Output exactly the lines that run from the line with "#[sea_orm(primary_key)]" to the end of the material, both ends included, and no other lines.

_ _ _ _

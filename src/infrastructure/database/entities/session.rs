//! Session entity for database

use chrono::{DateTime, NaiveDate, Utc};
use sea_orm::entity::prelude::*;

#[derive(Clone, Debug, PartialEq, Eq, DeriveEntityModel)]
#[sea_orm(table_name = "sessions")]
pub struct Model {
    #[sea_orm(primary_key)]
    pub id: i32,
    pub title: String,
    pub session_date: NaiveDate,
    pub created_at: DateTime<Utc>,
}

#[derive(Copy, Clone, Debug, EnumIter, DeriveRelation)]
pub enum Relation {
    #[sea_orm(has_many = "super::attendance::Entity")]
    Attendance,
}

impl Related<super::attendance::Entity> for Entity {
    fn to() -> RelationDef {
        Relation::Attendance.def()
    }
}

impl ActiveModelBehavior for ActiveModel {}
//! Sign-in and admin account management

pub mod service;

pub use service::{AuthResult, IdentityService};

_ _ _ _

• PROBLEM SOLUTION:
    #[sea_orm(primary_key)]
    pub id: i32,
    pub title: String,
    pub session_date: NaiveDate,
    pub created_at: DateTime<Utc>,
}

#[derive(Copy, Clone, Debug, EnumIter, DeriveRelation)]
pub enum Relation {
    #[sea_orm(has_many = "super::attendance::Entity")]
    Attendance,
}

impl Related<super::attendance::Entity> for Entity {
    fn to() -> RelationDef {
        Relation::Attendance.def()
    }
}

impl ActiveModelBehavior for ActiveModel {}
//! Sign-in and admin account management

pub mod service;

pub use service::{AuthResult, IdentityService};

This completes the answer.